The addition of reflective aluminum behind the screens creates an illusion of a large space, while the experience itself requires the viewers to move within the space and connect the visuals together as each screen projects a different angle to the story. The overall atmosphere transports us to another dimension, making us forget that we are still in Sharjah. Through the video installation, viewers are able to gain a deeper understanding and appreciation, as these historical pieces hold a sense of pride for those whose ancestors created them. Awed by the performance, It lead to me to revisit the installation several times.


3. Above:  African ceremonial mask, unknown location (year unknown) presented as part of Isaac Julien’s Once Again … (Statues Never Die), 2022. Commissioned by Barnes Foundation, Philadelphia, and Ford Foundation, New York; co-commissioned by Sharjah Art Foundation. Additional support provided by Linda Pace Foundation, San Antonio, USA; Carol Weinbaum; Wemhöner Collection, Berlin; and University of California, Santa Cruz. Installation view: Sharjah Biennial 15, Calligraphy Square, Sharjah, 2023. Image courtesy of Sharjah Art Foundation. Photo: Motaz Mawid.
Bottom:  Richmond Barthé, Stevedore (1937), presented as part of Isaac Julien’s Once Again … (Statues Never Die), 2022. Commissioned by Barnes Foundation, Philadelphia, and Ford Foundation, New York; co-commissioned by Sharjah Art Foundation. Additional support provided by Linda Pace Foundation, San Antonio, USA; Carol Weinbaum; Wemhöner Collection, Berlin; and University of California, Santa Cruz. Installation view: Sharjah Biennial 15, Calligraphy Square, Sharjah, 2023. Image courtesy of Sharjah Art Foundation. Photo: Motaz Mawid.


The pieces that have caught my attention have led me to think about my own new beginnings, finishing up my last semester of college. I look forward to continuing my own practice and bringing life to new art. Overall, the works of Sharjah Biennial 15, and theme avoid providing definitive answers to the questions addressed in art historical discourses and canonical works but have instead encouraged a space of collective engagement while allowing the public to participate in the immersive experience.

Enwezor’s impact truly broke down stereotypes and barriers, expanding the Western perspective while bringing to Sharjah a fresh perspective that drew from the past to push forward into the present. It is not possible to visit every location of the Biennial in a day, but I recommend visitors take the time to thoroughly explore the various areas of the city.

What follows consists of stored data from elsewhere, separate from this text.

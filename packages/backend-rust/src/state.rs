use std::sync::Arc;
use std::time::{Instant, SystemTime};

use crate::config::Config;
use crate::profile::StudentProfile;
use crate::services::ai_client::AiClient;

#[derive(Clone)]
pub struct AppState {
    started_at: Instant,
    started_at_system: SystemTime,
    config: Arc<Config>,
    ai: Arc<AiClient>,
    profile: Arc<StudentProfile>,
}

impl AppState {
    pub fn new(config: Arc<Config>, ai: AiClient, profile: Arc<StudentProfile>) -> Self {
        Self {
            started_at: Instant::now(),
            started_at_system: SystemTime::now(),
            config,
            ai: Arc::new(ai),
            profile,
        }
    }

    pub fn uptime_seconds(&self) -> u64 {
        self.started_at.elapsed().as_secs()
    }

    pub fn started_at_system(&self) -> SystemTime {
        self.started_at_system
    }

    pub fn config(&self) -> Arc<Config> {
        Arc::clone(&self.config)
    }

    pub fn ai(&self) -> Arc<AiClient> {
        Arc::clone(&self.ai)
    }

    pub fn profile(&self) -> Arc<StudentProfile> {
        Arc::clone(&self.profile)
    }
}
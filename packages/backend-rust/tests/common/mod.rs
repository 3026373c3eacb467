use std::net::{IpAddr, Ipv4Addr};
use std::sync::Arc;
use std::time::Duration;

use axum::Router;
use tempfile::TempDir;

use attendance_backend_rust::config::Config;
use attendance_backend_rust::profile::StudentProfile;
use attendance_backend_rust::routes;
use attendance_backend_rust::services::ai_client::AiClient;
use attendance_backend_rust::state::AppState;

/// App wired to the given AI client, with uploads directed at a temp dir.
/// Keep the returned `TempDir` alive for the duration of the test.
pub fn create_test_app(ai: AiClient) -> (Router, TempDir) {
    let upload_dir = tempfile::tempdir().expect("create temp upload dir");

    let config = Config {
        host: IpAddr::V4(Ipv4Addr::LOCALHOST),
        port: 0,
        log_level: "warn".to_string(),
        ai_service_url: "http://localhost:59999".to_string(),
        ai_timeout: Duration::from_millis(200),
        health_timeout: Duration::from_millis(200),
        upload_dir: upload_dir.path().to_path_buf(),
        max_upload_bytes: 64 * 1024,
        student_profile_path: None,
    };

    let state = AppState::new(
        Arc::new(config),
        ai,
        Arc::new(StudentProfile::sample()),
    );

    (routes::router(state), upload_dir)
}

/// Minimal multipart body with a single file part and an uploadType part.
pub fn multipart_upload_body(
    boundary: &str,
    file_name: &str,
    content_type: &str,
    content: &[u8],
    upload_type: &str,
) -> Vec<u8> {
    let mut body = Vec::new();
    body.extend_from_slice(
        format!(
            "--{boundary}\r\nContent-Disposition: form-data; name=\"file\"; filename=\"{file_name}\"\r\nContent-Type: {content_type}\r\n\r\n"
        )
        .as_bytes(),
    );
    body.extend_from_slice(content);
    body.extend_from_slice(
        format!(
            "\r\n--{boundary}\r\nContent-Disposition: form-data; name=\"uploadType\"\r\n\r\n{upload_type}\r\n--{boundary}--\r\n"
        )
        .as_bytes(),
    );
    body
}
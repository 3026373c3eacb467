//! Keyword preference classifier
//!
//! Fallback path for free-text preference analysis, used only when the
//! remote AI service is unreachable. Case-insensitive substring matching
//! against fixed keyword sets; nothing is learned or scored.

use crate::types::PreferenceAnalysis;

/// Subjects counted as liked when mentioned.
const LIKED_SUBJECTS: [&str; 8] = [
    "math",
    "science",
    "physics",
    "chemistry",
    "biology",
    "computer",
    "programming",
    "engineering",
];

/// Subjects counted as disliked when mentioned.
const DISLIKED_SUBJECTS: [&str; 5] = ["history", "literature", "art", "music", "language"];

/// Any hit here classifies the student as a morning person.
const MORNING_KEYWORDS: [&str; 5] = ["morning", "8am", "9am", "10am", "early"];

/// Fixed confidence reported by the keyword method. Not derived from match
/// quality.
const KEYWORD_CONFIDENCE: f64 = 0.65;

/// Classify free-text preferences by keyword matching.
///
/// The time outcome is binary: any morning keyword yields `["morning"]`,
/// anything else yields `["evening"]`. There is deliberately no "both" or
/// "none" case here; the behavior is ambiguous but preserved as the
/// established wire contract.
pub fn classify(free_text: &str) -> PreferenceAnalysis {
    let lowered = free_text.to_lowercase();

    let liked_subjects = LIKED_SUBJECTS
        .iter()
        .filter(|subject| lowered.contains(**subject))
        .map(|subject| subject.to_string())
        .collect();

    let disliked_subjects = DISLIKED_SUBJECTS
        .iter()
        .filter(|subject| lowered.contains(**subject))
        .map(|subject| subject.to_string())
        .collect();

    let preferred_times = if MORNING_KEYWORDS.iter().any(|kw| lowered.contains(kw)) {
        vec!["morning".to_string()]
    } else {
        vec!["evening".to_string()]
    };

    PreferenceAnalysis {
        liked_subjects,
        disliked_subjects,
        preferred_times,
        confidence_score: KEYWORD_CONFIDENCE,
        analysis_method: "keyword-based".to_string(),
    }
}

#[cfg(test)]
mod tests {
    use super::*;

    #[test]
    fn matches_liked_and_disliked() {
        let analysis = classify("I love math and hate history");
        assert!(analysis.liked_subjects.contains(&"math".to_string()));
        assert!(analysis.disliked_subjects.contains(&"history".to_string()));
    }

    #[test]
    fn matching_is_case_insensitive() {
        let analysis = classify("PHYSICS is great, Literature less so");
        assert_eq!(analysis.liked_subjects, ["physics"]);
        assert_eq!(analysis.disliked_subjects, ["literature"]);
    }

    #[test]
    fn morning_keyword_wins() {
        let analysis = classify("I prefer early classes");
        assert_eq!(analysis.preferred_times, ["morning"]);
    }

    #[test]
    fn defaults_to_evening() {
        let analysis = classify("whenever works");
        assert_eq!(analysis.preferred_times, ["evening"]);
        // Empty input still produces the binary outcome.
        assert_eq!(classify("").preferred_times, ["evening"]);
    }

    #[test]
    fn confidence_is_constant() {
        assert_eq!(classify("math").confidence_score, 0.65);
        assert_eq!(classify("").confidence_score, 0.65);
        assert_eq!(classify("math").analysis_method, "keyword-based");
    }

    #[test]
    fn preserves_keyword_set_order() {
        let analysis = classify("chemistry and biology after math");
        assert_eq!(analysis.liked_subjects, ["math", "chemistry", "biology"]);
    }
}
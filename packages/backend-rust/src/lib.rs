#![allow(dead_code)]

pub mod config;
pub mod profile;
pub mod response;
pub mod routes;
pub mod services;
pub mod state;

use std::sync::Arc;

use tower_http::{cors::CorsLayer, trace::TraceLayer};

use crate::config::Config;
use crate::profile::StudentProfile;
use crate::services::ai_client::AiClient;
use crate::state::AppState;

pub async fn create_app() -> axum::Router {
    let config = Config::from_env();
    let ai = AiClient::http(&config);
    let profile = StudentProfile::load(config.student_profile_path.as_deref());
    let state = AppState::new(Arc::new(config), ai, Arc::new(profile));

    routes::router(state)
        .layer(TraceLayer::new_for_http())
        .layer(CorsLayer::permissive())
}
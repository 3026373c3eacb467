//! Multipart document upload.
//!
//! Validates the file before anything else touches it: extension and
//! declared content type must both match jpeg/jpg/png/pdf, and the payload
//! must fit the 10MB cap. Accepted files
//! are persisted under the upload directory with a timestamp + random suffix
//! (collisions are statistically ignored, not prevented) and then forwarded
//! to the AI service for document analysis. Files are never cleaned up.

use std::path::Path;

use axum::extract::{Multipart, State};
use axum::response::{IntoResponse, Response};
use axum::Json;
use chrono::Utc;
use rand::Rng;
use serde_json::{json, Value};

use crate::response::AppError;
use crate::state::AppState;

const ALLOWED_EXTENSIONS: [&str; 4] = ["jpeg", "jpg", "png", "pdf"];

pub async fn upload(
    State(state): State<AppState>,
    mut multipart: Multipart,
) -> Result<Response, AppError> {
    let mut file: Option<(String, Option<String>, Vec<u8>)> = None;
    let mut upload_type = "calendar".to_string();

    while let Some(field) = multipart
        .next_field()
        .await
        .map_err(|err| AppError::bad_request(format!("invalid multipart body: {err}")))?
    {
        match field.name() {
            Some("file") => {
                let original_name = field
                    .file_name()
                    .map(str::to_string)
                    .ok_or_else(|| AppError::bad_request("File field has no filename"))?;
                let content_type = field.content_type().map(str::to_string);
                let bytes = field
                    .bytes()
                    .await
                    .map_err(|err| AppError::bad_request(format!("failed to read file: {err}")))?;
                file = Some((original_name, content_type, bytes.to_vec()));
            }
            Some("uploadType") => {
                let value = field
                    .text()
                    .await
                    .map_err(|err| AppError::bad_request(format!("invalid uploadType: {err}")))?;
                if !value.trim().is_empty() {
                    upload_type = value;
                }
            }
            _ => {}
        }
    }

    let Some((original_name, content_type, bytes)) = file else {
        return Err(AppError::bad_request("No file uploaded"));
    };

    // Extension and declared content type must both pass.
    let extension = file_extension(&original_name)
        .filter(|ext| ALLOWED_EXTENSIONS.contains(&ext.as_str()))
        .ok_or_else(|| AppError::bad_request("Only images and PDFs are allowed"))?;
    if !mime_allowed(content_type.as_deref()) {
        return Err(AppError::bad_request("Only images and PDFs are allowed"));
    }

    let config = state.config();
    if bytes.len() as u64 > config.max_upload_bytes {
        return Err(AppError::payload_too_large("File exceeds the 10MB limit"));
    }

    let stored_name = stored_filename(&extension);
    let stored_path = config.upload_dir.join(&stored_name);

    tokio::fs::create_dir_all(&config.upload_dir)
        .await
        .map_err(|err| AppError::internal(format!("upload directory unavailable: {err}")))?;
    tokio::fs::write(&stored_path, &bytes)
        .await
        .map_err(|err| AppError::internal(format!("failed to persist upload: {err}")))?;

    tracing::info!(file = %stored_name, upload_type = %upload_type, "processing uploaded document");

    let body = match state
        .ai()
        .process_document(&stored_name, bytes, &upload_type)
        .await
    {
        Ok(ai_analysis) => upload_body(
            &stored_name,
            &original_name,
            &upload_type,
            Some(ai_analysis),
        ),
        Err(err) => {
            tracing::warn!(error = %err, "AI service unavailable, upload stored without analysis");
            upload_body(&stored_name, &original_name, &upload_type, None)
        }
    };

    Ok(Json(body).into_response())
}

fn upload_body(
    stored_name: &str,
    original_name: &str,
    upload_type: &str,
    ai_analysis: Option<Value>,
) -> Value {
    match ai_analysis {
        Some(analysis) => json!({
            "success": true,
            "message": format!("{upload_type} uploaded and processed with AI"),
            "filename": stored_name,
            "originalName": original_name,
            "uploadType": upload_type,
            "ai_analysis": analysis,
            "processing_method": "ai-vision",
        }),
        None => json!({
            "success": true,
            "message": format!("{upload_type} uploaded successfully (AI processing unavailable)"),
            "filename": stored_name,
            "originalName": original_name,
            "uploadType": upload_type,
            "processing_method": "fallback",
            "note": "Document uploaded successfully. Enable AI service for advanced analysis.",
        }),
    }
}

/// Whether the declared content type names one of the accepted formats.
/// Substring match, so `image/jpeg`, `image/png`, and `application/pdf` all
/// pass while `application/octet-stream` does not.
fn mime_allowed(content_type: Option<&str>) -> bool {
    content_type
        .map(|ct| {
            let ct = ct.to_lowercase();
            ALLOWED_EXTENSIONS.iter().any(|kw| ct.contains(kw))
        })
        .unwrap_or(false)
}

/// Lowercased extension of the client-supplied filename.
fn file_extension(name: &str) -> Option<String> {
    Path::new(name)
        .extension()
        .and_then(|ext| ext.to_str())
        .map(str::to_lowercase)
}

/// `file-<millis>-<random><.ext>`, disambiguated by clock plus random suffix.
fn stored_filename(extension: &str) -> String {
    let suffix: u32 = rand::thread_rng().gen_range(0..1_000_000_000);
    format!(
        "file-{}-{}.{}",
        Utc::now().timestamp_millis(),
        suffix,
        extension
    )
}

Enwezor’s impact truly broke down stereotypes and barriers, expanding the Western perspective while bringing to Sharjah a fresh perspective that drew from the past to push forward into the present.





Hamda Althani is a multidisciplinary artist, her practice explores the impact of the Internet on culture and identity through a variety of mediums including, video, installation and painting.